What to produce: Spot each line in the data below containing "back" and copy it.

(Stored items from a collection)
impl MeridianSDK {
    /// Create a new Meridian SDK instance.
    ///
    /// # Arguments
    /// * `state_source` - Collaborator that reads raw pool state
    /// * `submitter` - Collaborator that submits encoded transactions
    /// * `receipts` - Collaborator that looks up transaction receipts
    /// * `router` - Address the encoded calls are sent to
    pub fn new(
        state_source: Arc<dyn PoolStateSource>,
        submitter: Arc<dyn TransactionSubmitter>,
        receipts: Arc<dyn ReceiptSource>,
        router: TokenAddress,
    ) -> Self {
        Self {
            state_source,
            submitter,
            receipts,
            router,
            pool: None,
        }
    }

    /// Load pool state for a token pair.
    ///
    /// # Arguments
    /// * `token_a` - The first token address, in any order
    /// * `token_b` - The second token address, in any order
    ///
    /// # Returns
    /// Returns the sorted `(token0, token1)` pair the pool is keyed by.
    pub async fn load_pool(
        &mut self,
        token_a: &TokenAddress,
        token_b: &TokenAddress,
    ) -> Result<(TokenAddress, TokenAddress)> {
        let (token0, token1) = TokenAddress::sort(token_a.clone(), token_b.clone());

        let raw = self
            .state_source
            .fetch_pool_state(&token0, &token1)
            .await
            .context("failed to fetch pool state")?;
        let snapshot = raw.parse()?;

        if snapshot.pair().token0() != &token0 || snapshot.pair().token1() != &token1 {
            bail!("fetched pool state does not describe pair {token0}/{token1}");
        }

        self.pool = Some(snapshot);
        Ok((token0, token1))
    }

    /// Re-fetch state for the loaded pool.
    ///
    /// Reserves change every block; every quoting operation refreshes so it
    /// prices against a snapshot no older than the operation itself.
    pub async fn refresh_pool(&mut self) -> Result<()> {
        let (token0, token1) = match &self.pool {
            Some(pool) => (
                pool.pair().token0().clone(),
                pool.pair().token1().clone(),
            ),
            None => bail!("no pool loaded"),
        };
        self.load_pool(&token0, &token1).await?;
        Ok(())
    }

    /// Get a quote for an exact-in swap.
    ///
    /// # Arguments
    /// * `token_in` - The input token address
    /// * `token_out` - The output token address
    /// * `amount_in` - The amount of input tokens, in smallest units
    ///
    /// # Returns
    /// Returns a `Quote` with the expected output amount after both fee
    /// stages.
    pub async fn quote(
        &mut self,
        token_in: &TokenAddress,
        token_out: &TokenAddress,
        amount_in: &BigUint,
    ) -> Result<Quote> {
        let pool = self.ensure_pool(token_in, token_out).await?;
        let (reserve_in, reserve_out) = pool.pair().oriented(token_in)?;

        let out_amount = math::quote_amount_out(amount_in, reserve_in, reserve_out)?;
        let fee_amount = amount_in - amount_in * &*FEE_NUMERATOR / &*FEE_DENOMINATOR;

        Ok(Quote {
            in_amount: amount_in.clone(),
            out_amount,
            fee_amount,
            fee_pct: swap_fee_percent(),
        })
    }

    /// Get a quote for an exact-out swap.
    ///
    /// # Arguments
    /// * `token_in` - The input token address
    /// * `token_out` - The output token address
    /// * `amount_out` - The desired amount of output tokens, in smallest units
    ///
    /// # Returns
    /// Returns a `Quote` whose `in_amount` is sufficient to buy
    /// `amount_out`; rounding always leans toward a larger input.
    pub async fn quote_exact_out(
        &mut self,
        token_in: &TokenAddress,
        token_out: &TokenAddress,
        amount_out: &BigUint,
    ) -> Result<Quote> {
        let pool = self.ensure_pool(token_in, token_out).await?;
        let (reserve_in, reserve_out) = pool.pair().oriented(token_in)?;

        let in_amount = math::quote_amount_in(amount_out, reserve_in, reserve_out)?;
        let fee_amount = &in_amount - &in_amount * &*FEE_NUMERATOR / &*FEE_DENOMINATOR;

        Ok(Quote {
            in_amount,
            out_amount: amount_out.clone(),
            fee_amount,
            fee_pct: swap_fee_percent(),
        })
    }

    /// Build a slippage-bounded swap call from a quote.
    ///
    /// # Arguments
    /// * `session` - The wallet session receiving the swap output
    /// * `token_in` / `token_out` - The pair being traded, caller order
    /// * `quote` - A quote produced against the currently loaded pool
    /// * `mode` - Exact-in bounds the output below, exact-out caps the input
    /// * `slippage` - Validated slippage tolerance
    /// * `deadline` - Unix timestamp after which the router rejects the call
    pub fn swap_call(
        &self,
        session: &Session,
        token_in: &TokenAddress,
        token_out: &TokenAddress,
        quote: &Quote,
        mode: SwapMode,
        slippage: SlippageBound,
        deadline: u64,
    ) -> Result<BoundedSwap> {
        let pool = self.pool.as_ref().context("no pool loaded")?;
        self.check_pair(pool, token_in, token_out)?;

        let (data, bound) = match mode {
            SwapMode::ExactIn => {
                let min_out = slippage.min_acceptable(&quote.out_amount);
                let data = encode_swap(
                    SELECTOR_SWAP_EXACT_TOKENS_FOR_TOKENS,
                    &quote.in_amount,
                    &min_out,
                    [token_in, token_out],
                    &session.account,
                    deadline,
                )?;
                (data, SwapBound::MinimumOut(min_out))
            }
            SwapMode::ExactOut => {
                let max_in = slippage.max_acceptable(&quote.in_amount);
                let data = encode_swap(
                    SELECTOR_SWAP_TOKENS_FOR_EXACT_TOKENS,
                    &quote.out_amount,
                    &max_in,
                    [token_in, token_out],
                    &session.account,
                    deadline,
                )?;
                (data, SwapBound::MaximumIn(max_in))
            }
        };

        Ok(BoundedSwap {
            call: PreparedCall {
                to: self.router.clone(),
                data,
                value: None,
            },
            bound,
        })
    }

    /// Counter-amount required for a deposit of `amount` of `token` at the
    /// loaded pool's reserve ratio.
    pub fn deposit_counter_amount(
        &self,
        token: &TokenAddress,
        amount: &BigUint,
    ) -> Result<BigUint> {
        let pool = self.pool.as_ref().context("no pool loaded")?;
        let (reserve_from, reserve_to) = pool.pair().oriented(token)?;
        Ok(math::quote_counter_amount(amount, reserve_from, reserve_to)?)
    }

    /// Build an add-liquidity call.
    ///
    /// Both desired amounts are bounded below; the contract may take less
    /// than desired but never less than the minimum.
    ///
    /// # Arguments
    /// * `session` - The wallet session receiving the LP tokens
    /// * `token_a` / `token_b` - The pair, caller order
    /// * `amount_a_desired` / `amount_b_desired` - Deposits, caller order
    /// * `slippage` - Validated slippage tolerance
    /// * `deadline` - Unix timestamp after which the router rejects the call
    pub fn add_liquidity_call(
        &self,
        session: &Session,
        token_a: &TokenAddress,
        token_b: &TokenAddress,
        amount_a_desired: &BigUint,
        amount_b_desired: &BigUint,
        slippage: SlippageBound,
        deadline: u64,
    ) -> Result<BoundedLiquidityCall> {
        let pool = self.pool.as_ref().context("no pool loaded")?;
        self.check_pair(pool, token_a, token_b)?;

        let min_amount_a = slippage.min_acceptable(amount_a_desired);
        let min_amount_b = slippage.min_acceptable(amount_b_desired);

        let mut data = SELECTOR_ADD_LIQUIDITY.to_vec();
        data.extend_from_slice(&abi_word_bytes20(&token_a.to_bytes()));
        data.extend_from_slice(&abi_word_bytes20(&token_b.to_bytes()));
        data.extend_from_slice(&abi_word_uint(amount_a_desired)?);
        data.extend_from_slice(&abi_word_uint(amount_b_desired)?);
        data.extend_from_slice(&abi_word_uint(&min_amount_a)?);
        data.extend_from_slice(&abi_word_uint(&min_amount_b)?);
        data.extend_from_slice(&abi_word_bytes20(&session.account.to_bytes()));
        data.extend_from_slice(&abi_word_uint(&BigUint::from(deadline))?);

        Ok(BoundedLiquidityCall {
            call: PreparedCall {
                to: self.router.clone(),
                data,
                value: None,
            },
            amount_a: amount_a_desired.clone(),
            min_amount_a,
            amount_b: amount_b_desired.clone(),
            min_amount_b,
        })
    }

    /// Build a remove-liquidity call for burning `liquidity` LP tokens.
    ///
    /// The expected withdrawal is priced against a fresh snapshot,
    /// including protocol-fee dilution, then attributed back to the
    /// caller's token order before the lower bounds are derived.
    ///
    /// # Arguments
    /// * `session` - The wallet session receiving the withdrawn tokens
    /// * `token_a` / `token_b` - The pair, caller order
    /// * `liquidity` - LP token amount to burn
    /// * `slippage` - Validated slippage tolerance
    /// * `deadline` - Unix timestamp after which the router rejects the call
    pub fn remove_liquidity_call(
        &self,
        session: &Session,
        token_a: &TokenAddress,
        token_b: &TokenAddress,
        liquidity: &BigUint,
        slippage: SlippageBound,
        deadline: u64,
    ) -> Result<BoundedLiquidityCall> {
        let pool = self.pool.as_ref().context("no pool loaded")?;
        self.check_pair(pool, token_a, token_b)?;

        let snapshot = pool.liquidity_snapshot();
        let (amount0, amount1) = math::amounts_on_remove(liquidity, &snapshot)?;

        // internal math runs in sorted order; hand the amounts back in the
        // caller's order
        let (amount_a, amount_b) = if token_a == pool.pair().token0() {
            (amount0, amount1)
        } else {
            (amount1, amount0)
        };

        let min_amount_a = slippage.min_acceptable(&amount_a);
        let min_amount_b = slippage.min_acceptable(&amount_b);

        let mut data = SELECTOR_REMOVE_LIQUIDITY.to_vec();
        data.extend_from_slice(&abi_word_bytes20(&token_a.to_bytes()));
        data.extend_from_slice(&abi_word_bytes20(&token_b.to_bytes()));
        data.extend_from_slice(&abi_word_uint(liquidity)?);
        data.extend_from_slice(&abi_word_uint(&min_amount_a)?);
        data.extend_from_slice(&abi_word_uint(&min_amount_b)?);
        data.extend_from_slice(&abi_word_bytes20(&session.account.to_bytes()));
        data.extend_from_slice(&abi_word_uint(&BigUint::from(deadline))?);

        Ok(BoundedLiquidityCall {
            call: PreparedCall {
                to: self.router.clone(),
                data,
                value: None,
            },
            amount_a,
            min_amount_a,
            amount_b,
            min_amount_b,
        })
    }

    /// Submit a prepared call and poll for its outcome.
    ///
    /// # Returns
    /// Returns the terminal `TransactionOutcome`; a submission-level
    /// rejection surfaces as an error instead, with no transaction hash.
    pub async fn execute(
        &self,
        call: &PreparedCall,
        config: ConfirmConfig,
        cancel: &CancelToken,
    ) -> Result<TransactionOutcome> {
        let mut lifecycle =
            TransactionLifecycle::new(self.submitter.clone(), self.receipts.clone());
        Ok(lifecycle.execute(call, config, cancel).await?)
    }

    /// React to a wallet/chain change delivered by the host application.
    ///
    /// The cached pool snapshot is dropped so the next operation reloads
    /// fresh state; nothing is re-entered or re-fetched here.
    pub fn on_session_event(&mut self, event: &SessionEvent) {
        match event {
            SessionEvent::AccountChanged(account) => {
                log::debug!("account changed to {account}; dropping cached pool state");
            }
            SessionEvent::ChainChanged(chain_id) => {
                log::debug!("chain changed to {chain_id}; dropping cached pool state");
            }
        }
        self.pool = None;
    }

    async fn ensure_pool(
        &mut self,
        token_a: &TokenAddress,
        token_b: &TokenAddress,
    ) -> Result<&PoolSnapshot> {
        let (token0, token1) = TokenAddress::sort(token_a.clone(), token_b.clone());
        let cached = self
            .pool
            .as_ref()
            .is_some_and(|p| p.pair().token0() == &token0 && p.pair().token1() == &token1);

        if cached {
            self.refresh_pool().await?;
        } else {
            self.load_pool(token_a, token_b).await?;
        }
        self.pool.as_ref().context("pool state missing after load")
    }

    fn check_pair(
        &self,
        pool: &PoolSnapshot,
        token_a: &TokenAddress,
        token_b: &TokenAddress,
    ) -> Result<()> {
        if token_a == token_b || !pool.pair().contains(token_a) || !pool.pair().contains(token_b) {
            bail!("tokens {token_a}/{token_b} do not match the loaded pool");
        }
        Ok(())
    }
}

Task solution:
    /// including protocol-fee dilution, then attributed back to the
        // internal math runs in sorted order; hand the amounts back in the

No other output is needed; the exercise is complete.